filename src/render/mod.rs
// SPDX-License-Identifier: GPL-3.0-or-later
pub(crate) mod autoscale;
pub(crate) mod color;
mod context;
mod font;
pub(crate) mod heatmap;
mod layer;
pub(crate) mod legend;
pub(crate) mod lut;
pub(crate) mod resize;
mod settings;

pub(crate) use autoscale::ScaleRange;
pub(crate) use context::{RenderCommand, RenderContext};
pub(crate) use layer::BytesImage;
pub(crate) use resize::Method;
pub(crate) use settings::RenderSettings;
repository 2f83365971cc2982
// SPDX-License-Identifier: GPL-3.0-or-later
use std::error::Error as StdError;
use std::fmt;

/// Errors that can occur when decoding a frame received from the sensor.
#[derive(Clone, Copy, Debug, PartialEq, Eq)]
pub enum DecodeError {
    /// The buffer was not exactly one frame long. The length of the buffer is included.
    Length(usize),
}

impl fmt::Display for DecodeError {
    fn fmt(&self, f: &mut fmt::Formatter<'_>) -> fmt::Result {
        match self {
            DecodeError::Length(len) => write!(
                f,
                "frame buffer is {} bytes long, expected {}",
                len,
                crate::frame::FRAME_LENGTH
            ),
        }
    }
}

impl StdError for DecodeError {}
//! Household screening for SNAP, PACE/PACENET, LIS, MSP, and PTRR.
//!
//! Member records are loaded through [`HouseholdRepository`], evaluated as one snapshot by the
//! [`ScreeningEngine`], and written back with a verdict per program. Relationship declarations
//! pass through the propagation rule before the household is re-evaluated.

pub mod domain;
pub mod evaluation;
pub mod relationships;
pub mod repository;
pub mod router;
pub mod service;

#[cfg(test)]
mod tests;

pub use domain::{
    Age, Assessments, Asset, BenefitTier, CitizenshipStatus, Client, ClientId, Expense,
    Frequency, HousingCostKind, HouseholdMember, Income, IncomeKind, MaritalStatus, MemberId,
    PriorYearHousingCost, Program, ProgramAssessment, RelationshipKind, ResidencyStatus,
    SnapAssessment, SnapBudget, StudentStatus, UtilityType, Verdict, YearType,
};
pub use evaluation::{estimate_benefit, ScreeningConfig, ScreeningEngine};
pub use relationships::{MemberIntent, RelationshipDeclared, RelationshipError};
pub use repository::{HouseholdRecord, HouseholdRepository, RecordError, RepositoryError};
pub use router::screening_router;
pub use service::{HouseholdScreening, MemberScreeningView, ScreeningService, ScreeningServiceError};
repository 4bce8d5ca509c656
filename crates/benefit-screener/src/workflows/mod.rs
pub mod screening;
use std::sync::Arc;

use axum::{
    extract::{Path, State},
    http::StatusCode,
    response::{IntoResponse, Response},
    routing::{get, post},
    Router,
};
use chrono::{Local, NaiveDate};
use serde::{Deserialize, Serialize};
use serde_json::json;

use super::domain::{ClientId, Verdict};
use super::evaluation::estimate_benefit;
use super::relationships::RelationshipDeclared;
use super::repository::{HouseholdRepository, RepositoryError};
use super::service::{MemberScreeningView, ScreeningService, ScreeningServiceError};

/// Router builder exposing HTTP endpoints for screening and relationship updates.
pub fn screening_router<R>(service: Arc<ScreeningService<R>>) -> Router
where
    R: HouseholdRepository + 'static,
{
    Router::new()
        .route(
            "/api/v1/households/:client_id",
            get(household_handler::<R>),
        )
        .route(
            "/api/v1/households/:client_id/screenings",
            post(screen_handler::<R>),
        )
        .route(
            "/api/v1/households/:client_id/relationships",
            post(relationship_handler::<R>),
        )
        .route("/api/v1/snap/benefit-estimate", post(benefit_estimate_handler))
        .with_state(service)
}

#[derive(Debug, Default, Deserialize)]
pub struct ScreeningRequest {
    #[serde(default)]
    pub as_of: Option<NaiveDate>,
}

#[derive(Debug, Deserialize)]
pub struct RelationshipRequest {
    #[serde(flatten)]
    pub declaration: RelationshipDeclared,
    #[serde(default)]
    pub as_of: Option<NaiveDate>,
}

#[derive(Debug, Deserialize)]
pub struct BenefitEstimateRequest {
    pub net_income: f64,
    pub household_size: usize,
    #[serde(default)]
    pub verdict: Verdict,
}

#[derive(Debug, Serialize)]
pub struct BenefitEstimateResponse {
    pub net_income: f64,
    pub household_size: usize,
    pub benefit: f64,
}

#[derive(Debug, Serialize)]
struct HouseholdView {
    client_id: ClientId,
    members: Vec<MemberScreeningView>,
}

fn today() -> NaiveDate {
    Local::now().date_naive()
}

pub(crate) async fn screen_handler<R>(
    State(service): State<Arc<ScreeningService<R>>>,
    Path(client_id): Path<String>,
    axum::Json(request): axum::Json<ScreeningRequest>,
) -> Response
where
    R: HouseholdRepository + 'static,
{
    let client_id = ClientId(client_id);
    let as_of = request.as_of.unwrap_or_else(today);
    match service.screen(&client_id, as_of) {
        Ok(screening) => (StatusCode::OK, axum::Json(screening)).into_response(),
        Err(error) => error_response(error),
    }
}

pub(crate) async fn relationship_handler<R>(
    State(service): State<Arc<ScreeningService<R>>>,
    Path(client_id): Path<String>,
    axum::Json(request): axum::Json<RelationshipRequest>,
) -> Response
where
    R: HouseholdRepository + 'static,
{
    let client_id = ClientId(client_id);
    let as_of = request.as_of.unwrap_or_else(today);
    match service.declare_relationship(&client_id, &request.declaration, as_of) {
        Ok(screening) => (StatusCode::OK, axum::Json(screening)).into_response(),
        Err(error) => error_response(error),
    }
}

pub(crate) async fn household_handler<R>(
    State(service): State<Arc<ScreeningService<R>>>,
    Path(client_id): Path<String>,
) -> Response
where
    R: HouseholdRepository + 'static,
{
    let client_id = ClientId(client_id);
    match service.household(&client_id) {
        Ok(members) => {
            let view = HouseholdView {
                client_id,
                members: members.iter().map(MemberScreeningView::from).collect(),
            };
            (StatusCode::OK, axum::Json(view)).into_response()
        }
        Err(error) => error_response(error),
    }
}

pub(crate) async fn benefit_estimate_handler(
    axum::Json(request): axum::Json<BenefitEstimateRequest>,
) -> Response {
    if !request.net_income.is_finite() || request.net_income < 0.0 {
        let payload = json!({ "error": "net_income must be a non-negative amount" });
        return (StatusCode::UNPROCESSABLE_ENTITY, axum::Json(payload)).into_response();
    }

    let benefit = estimate_benefit(
        request.net_income,
        request.household_size,
        &request.verdict,
    );
    let body = BenefitEstimateResponse {
        net_income: request.net_income,
        household_size: request.household_size,
        benefit,
    };
    (StatusCode::OK, axum::Json(body)).into_response()
}

fn error_response(error: ScreeningServiceError) -> Response {
    let status = match &error {
        ScreeningServiceError::Repository(RepositoryError::NotFound(_)) => StatusCode::NOT_FOUND,
        ScreeningServiceError::Relationship(_) => StatusCode::UNPROCESSABLE_ENTITY,
        ScreeningServiceError::Repository(RepositoryError::Invalid(_))
        | ScreeningServiceError::Repository(RepositoryError::Unavailable(_)) => {
            StatusCode::INTERNAL_SERVER_ERROR
        }
    };

    let payload = json!({
        "error": error.to_string(),
    });
    (status, axum::Json(payload)).into_response()
}
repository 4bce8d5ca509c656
use super::common::*;
use crate::workflows::screening::domain::{
    CitizenshipStatus, HouseholdMember, RelationshipKind, StudentStatus,
};
use crate::workflows::screening::relationships::{
    apply_intents, joins_meal_group, propagate, MemberIntent, RelationshipDeclared,
    RelationshipError,
};

fn declared(member: &str, related: &str, kind: RelationshipKind) -> RelationshipDeclared {
    RelationshipDeclared {
        member_id: member_id(member),
        related_id: member_id(related),
        kind,
    }
}

fn household(related_born: chrono::NaiveDate) -> Vec<HouseholdMember> {
    vec![worker("m1", 1_000.0), person("m2", related_born)]
}

fn joins(members: &[HouseholdMember], kind: RelationshipKind) -> bool {
    propagate(members, &declared("m1", "m2", kind), as_of())
        .expect("members known")
        .contains(&MemberIntent::JoinMealGroup {
            member_id: member_id("m2"),
        })
}

#[test]
fn spouse_declarations_record_both_directions_and_join_the_meal_group() {
    let members = household(date(1988, 4, 2));
    let intents = propagate(&members, &declared("m1", "m2", RelationshipKind::Spouse), as_of())
        .expect("members known");

    assert_eq!(
        intents,
        vec![
            MemberIntent::SetRelationship {
                member_id: member_id("m1"),
                related_id: member_id("m2"),
                kind: RelationshipKind::Spouse,
            },
            MemberIntent::SetRelationship {
                member_id: member_id("m2"),
                related_id: member_id("m1"),
                kind: RelationshipKind::Spouse,
            },
            MemberIntent::JoinMealGroup {
                member_id: member_id("m2"),
            },
        ]
    );
}

#[test]
fn reciprocal_kind_is_recorded_on_the_related_member() {
    let mut members = household(date(2010, 9, 1));
    let intents = propagate(&members, &declared("m1", "m2", RelationshipKind::Child), as_of())
        .expect("members known");
    apply_intents(&mut members, &intents);

    assert_eq!(
        members[0].relationships.get(&member_id("m2")),
        Some(&RelationshipKind::Child)
    );
    assert_eq!(
        members[1].relationships.get(&member_id("m1")),
        Some(&RelationshipKind::Parent)
    );
    assert!(members[1].shares_meal);
}

#[test]
fn family_members_join_only_under_the_age_limits() {
    assert!(joins(&household(date(2004, 1, 1)), RelationshipKind::StepChild));
    assert!(!joins(&household(date(2000, 1, 1)), RelationshipKind::StepChild));
    assert!(joins(&household(date(2008, 1, 1)), RelationshipKind::Ward));
    assert!(!joins(&household(date(2005, 1, 1)), RelationshipKind::Ward));
    assert!(!joins(&household(date(2010, 1, 1)), RelationshipKind::Sibling));
}

#[test]
fn age_limits_are_exclusive_on_the_birthday() {
    let twenty_two = household(date(2003, 6, 1));
    let just_under = household(date(2003, 6, 2));
    for kind in [
        RelationshipKind::Child,
        RelationshipKind::Parent,
        RelationshipKind::AdoptedChild,
    ] {
        assert!(!joins(&twenty_two, kind), "{kind:?} aged 22");
        assert!(joins(&just_under, kind), "{kind:?} aged 21");
    }

    let eighteen = household(date(2007, 6, 1));
    let seventeen = household(date(2007, 6, 2));
    for kind in [RelationshipKind::Ward, RelationshipKind::Guardian] {
        assert!(!joins(&eighteen, kind), "{kind:?} aged 18");
        assert!(joins(&seventeen, kind), "{kind:?} aged 17");
    }
}

#[test]
fn parent_side_declarations_record_the_child_side_on_the_related_member() {
    let cases = [
        (RelationshipKind::Parent, RelationshipKind::Child),
        (RelationshipKind::StepParent, RelationshipKind::StepChild),
        (RelationshipKind::AdoptiveParent, RelationshipKind::AdoptedChild),
        (RelationshipKind::Guardian, RelationshipKind::Ward),
    ];
    for (kind, reciprocal) in cases {
        let mut members = household(date(2012, 2, 14));
        let intents = propagate(&members, &declared("m1", "m2", kind), as_of())
            .expect("members known");
        apply_intents(&mut members, &intents);

        assert_eq!(members[0].relationships.get(&member_id("m2")), Some(&kind));
        assert_eq!(
            members[1].relationships.get(&member_id("m1")),
            Some(&reciprocal),
            "{kind:?}"
        );
        assert!(members[1].shares_meal, "{kind:?} joins the meal group");
    }
}

#[test]
fn ineligible_non_citizens_are_not_pulled_into_the_meal_group() {
    let mut members = household(date(1988, 4, 2));
    members[1].citizenship = CitizenshipStatus::IneligibleNonCitizen;
    assert!(!joins(&members, RelationshipKind::Spouse));

    members[1].citizenship = CitizenshipStatus::QualifiedNonCitizen;
    assert!(joins(&members, RelationshipKind::Spouse));
}

#[test]
fn unknown_ages_never_join_by_age() {
    assert!(joins_meal_group(RelationshipKind::Spouse, None));
    assert!(!joins_meal_group(RelationshipKind::Child, None));
    assert!(!joins_meal_group(RelationshipKind::Guardian, None));
}

#[test]
fn nothing_joins_when_the_initiator_does_not_share_meals() {
    let mut members = household(date(2010, 1, 1));
    members[0].shares_meal = false;
    assert!(!joins(&members, RelationshipKind::Spouse));
}

#[test]
fn ineligible_students_are_not_pulled_into_the_meal_group() {
    let mut members = household(date(1999, 1, 1));
    members[1].student = StudentStatus::IneligibleStudent;
    assert!(!joins(&members, RelationshipKind::Spouse));
}

#[test]
fn rejects_self_and_unknown_relationships() {
    let members = household(date(1990, 1, 1));

    assert!(matches!(
        propagate(&members, &declared("m1", "m1", RelationshipKind::Spouse), as_of()),
        Err(RelationshipError::SelfRelationship(_))
    ));
    match propagate(&members, &declared("m1", "ghost", RelationshipKind::Spouse), as_of()) {
        Err(RelationshipError::UnknownMember(id)) => assert_eq!(id, member_id("ghost")),
        other => panic!("expected unknown member, got {other:?}"),
    }
}
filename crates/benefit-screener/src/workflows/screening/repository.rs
use std::collections::BTreeSet;
use std::io::{Read, Write};

use serde::{Deserialize, Serialize};

use super::domain::{Client, ClientId, HouseholdMember, MemberId};

pub const CURRENT_SCHEMA_VERSION: u32 = 1;

/// Persisted household document: the client plus every member record.
#[derive(Debug, Clone, PartialEq, Serialize, Deserialize)]
pub struct HouseholdRecord {
    pub schema_version: u32,
    pub client: Client,
    #[serde(default)]
    pub members: Vec<HouseholdMember>,
}

impl HouseholdRecord {
    pub fn new(client: Client, members: Vec<HouseholdMember>) -> Self {
        Self {
            schema_version: CURRENT_SCHEMA_VERSION,
            client,
            members,
        }
    }

    /// Parses and validates a record; malformed numbers fail here rather than downstream.
    pub fn from_reader<R: Read>(reader: R) -> Result<Self, RecordError> {
        let record: HouseholdRecord = serde_json::from_reader(reader)?;
        record.validate()?;
        Ok(record)
    }

    pub fn from_slice(bytes: &[u8]) -> Result<Self, RecordError> {
        let record: HouseholdRecord = serde_json::from_slice(bytes)?;
        record.validate()?;
        Ok(record)
    }

    pub fn to_writer<W: Write>(&self, writer: W) -> Result<(), RecordError> {
        serde_json::to_writer_pretty(writer, self)?;
        Ok(())
    }

    pub fn validate(&self) -> Result<(), RecordError> {
        if self.schema_version != CURRENT_SCHEMA_VERSION {
            return Err(RecordError::UnsupportedSchema {
                found: self.schema_version,
                supported: CURRENT_SCHEMA_VERSION,
            });
        }

        if self.client.id.0.trim().is_empty() {
            return Err(RecordError::MissingClientId);
        }

        let mut ids: BTreeSet<&MemberId> = BTreeSet::new();
        for member in &self.members {
            if member.id.0.trim().is_empty() {
                return Err(RecordError::MissingMemberId);
            }
            if !ids.insert(&member.id) {
                return Err(RecordError::DuplicateMember(member.id.clone()));
            }
        }

        for member in &self.members {
            if let Some(related) = member
                .relationships
                .keys()
                .find(|related| !ids.contains(related))
            {
                return Err(RecordError::UnknownRelative {
                    member: member.id.clone(),
                    related: related.clone(),
                });
            }
        }

        Ok(())
    }
}

/// Validation errors raised at the record boundary.
#[derive(Debug, thiserror::Error)]
pub enum RecordError {
    #[error("household record is not valid JSON: {0}")]
    Json(#[from] serde_json::Error),
    #[error("household record schema version {found} is not supported (expected {supported})")]
    UnsupportedSchema { found: u32, supported: u32 },
    #[error("household record is missing a client id")]
    MissingClientId,
    #[error("household member is missing an id")]
    MissingMemberId,
    #[error("household member {0} appears more than once")]
    DuplicateMember(MemberId),
    #[error("member {member} declares a relationship to unknown member {related}")]
    UnknownRelative { member: MemberId, related: MemberId },
}

/// Storage abstraction so the service module can be exercised in isolation.
pub trait HouseholdRepository: Send + Sync {
    fn load_client(&self, client_id: &ClientId) -> Result<Client, RepositoryError>;
    fn load_household(&self, client_id: &ClientId)
        -> Result<Vec<HouseholdMember>, RepositoryError>;
    /// Replaces the stored member list wholesale.
    fn save_household(
        &self,
        client_id: &ClientId,
        members: Vec<HouseholdMember>,
    ) -> Result<(), RepositoryError>;
}

/// Error enumeration for repository failures.
#[derive(Debug, thiserror::Error)]
pub enum RepositoryError {
    #[error("client {0} not found")]
    NotFound(ClientId),
    #[error("stored household is invalid: {0}")]
    Invalid(#[from] RecordError),
    #[error("repository unavailable: {0}")]
    Unavailable(String),
}
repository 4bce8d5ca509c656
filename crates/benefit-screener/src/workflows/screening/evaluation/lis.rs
use std::collections::BTreeMap;

use tracing::debug;

use super::super::domain::{MemberId, Program, ProgramAssessment, Verdict};
use super::config::LisRules;
use super::resources::{asset_total, HouseholdSnapshot};

pub(crate) fn evaluate(
    snapshot: &HouseholdSnapshot<'_>,
    rules: &LisRules,
) -> BTreeMap<MemberId, ProgramAssessment> {
    let income = snapshot.combined(|member| rules.income.total(member));
    let assets = snapshot.combined(asset_total);

    snapshot
        .members()
        .iter()
        .map(|member| {
            let combined_income = income.get(&member.id).copied().unwrap_or(0.0);
            let combined_assets = assets.get(&member.id).copied().unwrap_or(0.0);

            let gated = snapshot.is_at_least(member, rules.minimum_age)
                && !member.is_enrolled_in(Program::Lis);
            let verdict = if !gated {
                Verdict::NotChecked
            } else {
                let limits = if snapshot.has_spouse(member) {
                    &rules.married
                } else {
                    &rules.single
                };
                if combined_income <= limits.income && combined_assets <= limits.assets {
                    Verdict::LikelyEligible
                } else {
                    Verdict::NotLikelyEligible
                }
            };

            debug!(member_id = %member.id, combined_income, combined_assets, verdict = %verdict.label(), "lis assessed");

            (
                member.id.clone(),
                ProgramAssessment {
                    verdict,
                    combined_income: Some(combined_income),
                    combined_assets: Some(combined_assets),
                },
            )
        })
        .collect()
}
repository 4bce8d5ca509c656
//! Static SNAP deduction and threshold tables, indexed by meal-sharing household size.
//!
//! Index 0 is unused. Households larger than the last row use the last row.

use std::collections::BTreeSet;

use super::super::domain::UtilityType;

pub const LARGEST_TABLED_HOUSEHOLD: usize = 15;

pub const STANDARD_DEDUCTION: [f64; 16] = [
    0.0, 177.0, 177.0, 177.0, 184.0, 215.0, 246.0, 246.0, 246.0, 246.0, 246.0, 246.0, 246.0,
    246.0, 246.0, 246.0,
];

pub const GROSS_INCOME_LIMIT: [f64; 16] = [
    0.0, 2510.0, 3407.0, 4303.0, 5200.0, 6097.0, 6993.0, 7890.0, 8787.0, 9684.0, 10581.0,
    11478.0, 12375.0, 13272.0, 14169.0, 15066.0,
];

pub const NET_INCOME_LIMIT: [f64; 16] = [
    0.0, 1255.0, 1704.0, 2152.0, 2600.0, 3049.0, 3497.0, 3945.0, 4394.0, 4843.0, 5292.0, 5741.0,
    6190.0, 6639.0, 7088.0, 7537.0,
];

pub const MAX_ALLOTMENT: [f64; 16] = [
    0.0, 292.0, 536.0, 768.0, 975.0, 1158.0, 1390.0, 1536.0, 1756.0, 1976.0, 2196.0, 2416.0,
    2636.0, 2856.0, 3076.0, 3296.0,
];

pub const EXCESS_SHELTER_CAP: f64 = 672.0;
pub const MEDICAL_DISREGARD: f64 = 35.0;
pub const HEATING_COOLING_ALLOWANCE: f64 = 758.0;
pub const BASIC_LIMITED_ALLOWANCE: f64 = 402.0;
pub const SINGLE_UTILITY_ALLOWANCE: f64 = 72.0;
pub const PHONE_ALLOWANCE: f64 = 34.0;
pub const BENEFIT_REDUCTION_RATE: f64 = 0.3;
pub const MINIMUM_BENEFIT: f64 = 23.0;

fn row(size: usize) -> usize {
    size.clamp(1, LARGEST_TABLED_HOUSEHOLD)
}

pub fn standard_deduction(size: usize) -> f64 {
    STANDARD_DEDUCTION[row(size)]
}

pub fn gross_income_limit(size: usize) -> f64 {
    GROSS_INCOME_LIMIT[row(size)]
}

pub fn net_income_limit(size: usize) -> f64 {
    NET_INCOME_LIMIT[row(size)]
}

pub fn max_allotment(size: usize) -> f64 {
    MAX_ALLOTMENT[row(size)]
}

/// Flat per-size deduction applied after the itemised deductions.
pub fn monthly_deduction(size: usize) -> f64 {
    match size {
        0..=3 => 204.0,
        4 => 217.0,
        5 => 254.0,
        _ => 291.0,
    }
}

/// Selects the utility allowance from the utility types the meal-sharing group pays for.
pub fn utility_allowance<I>(types: I) -> f64
where
    I: IntoIterator<Item = UtilityType>,
{
    let present: BTreeSet<UtilityType> = types.into_iter().collect();

    if present.contains(&UtilityType::HeatingCooling) {
        return HEATING_COOLING_ALLOWANCE;
    }

    if present.len() >= 2 {
        return BASIC_LIMITED_ALLOWANCE;
    }

    present
        .iter()
        .map(|utility| match utility {
            UtilityType::Phone => PHONE_ALLOWANCE,
            _ => SINGLE_UTILITY_ALLOWANCE,
        })
        .sum()
}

* * * * *

-- Directions for this task --
Every line of the entries above that includes "AdoptedChild" should be copied.

-- Output for this task --
        RelationshipKind::AdoptedChild,
        (RelationshipKind::AdoptiveParent, RelationshipKind::AdoptedChild),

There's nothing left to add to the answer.